TRY IT.
In full and unaltered, output the records below.
··· DATA UNDER STUDY ···
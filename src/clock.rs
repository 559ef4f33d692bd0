//! Monotonic time sources for the frame driver.
//!
//! Input events are stamped with `Clock::now()` when they arrive, and the
//! idle debounce is measured against the same clock, so tests can drive
//! timing deterministically with [`ManualClock`].

use std::cell::Cell;
use std::rc::Rc;
use std::time::Duration;
use web_time::Instant;

pub trait Clock {
    /// Time elapsed since the clock was created. Never decreases.
    fn now(&self) -> Duration;
}

pub struct SystemClock {
    start: Instant,
}

impl SystemClock {
    pub fn new() -> Self {
        Self {
            start: Instant::now(),
        }
    }
}

impl Default for SystemClock {
    fn default() -> Self {
        Self::new()
    }
}

impl Clock for SystemClock {
    fn now(&self) -> Duration {
        self.start.elapsed()
    }
}

/// Hand-advanced clock. Clones share the same time.
#[derive(Clone, Default)]
pub struct ManualClock {
    now: Rc<Cell<Duration>>,
}

impl ManualClock {
    pub fn new() -> Self {
        Self::default()
    }

    pub fn advance(&self, by: Duration) {
        self.now.set(self.now.get() + by);
    }
}

impl Clock for ManualClock {
    fn now(&self) -> Duration {
        self.now.get()
    }
}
···
ANSWER BELOW.
filename src/clock.rs
repository 559ef4f33d692bd0
//! Monotonic time sources for the frame driver.
//!
//! Input events are stamped with `Clock::now()` when they arrive, and the
//! idle debounce is measured against the same clock, so tests can drive
//! timing deterministically with [`ManualClock`].

use std::cell::Cell;
use std::rc::Rc;
use std::time::Duration;
use web_time::Instant;

pub trait Clock {
    /// Time elapsed since the clock was created. Never decreases.
    fn now(&self) -> Duration;
}

pub struct SystemClock {
    start: Instant,
}

impl SystemClock {
    pub fn new() -> Self {
        Self {
            start: Instant::now(),
        }
    }
}

impl Default for SystemClock {
    fn default() -> Self {
        Self::new()
    }
}

impl Clock for SystemClock {
    fn now(&self) -> Duration {
        self.start.elapsed()
    }
}

/// Hand-advanced clock. Clones share the same time.
#[derive(Clone, Default)]
pub struct ManualClock {
    now: Rc<Cell<Duration>>,
}

impl ManualClock {
    pub fn new() -> Self {
        Self::default()
    }

    pub fn advance(&self, by: Duration) {
        self.now.set(self.now.get() + by);
    }
}

impl Clock for ManualClock {
    fn now(&self) -> Duration {
        self.now.get()
    }
}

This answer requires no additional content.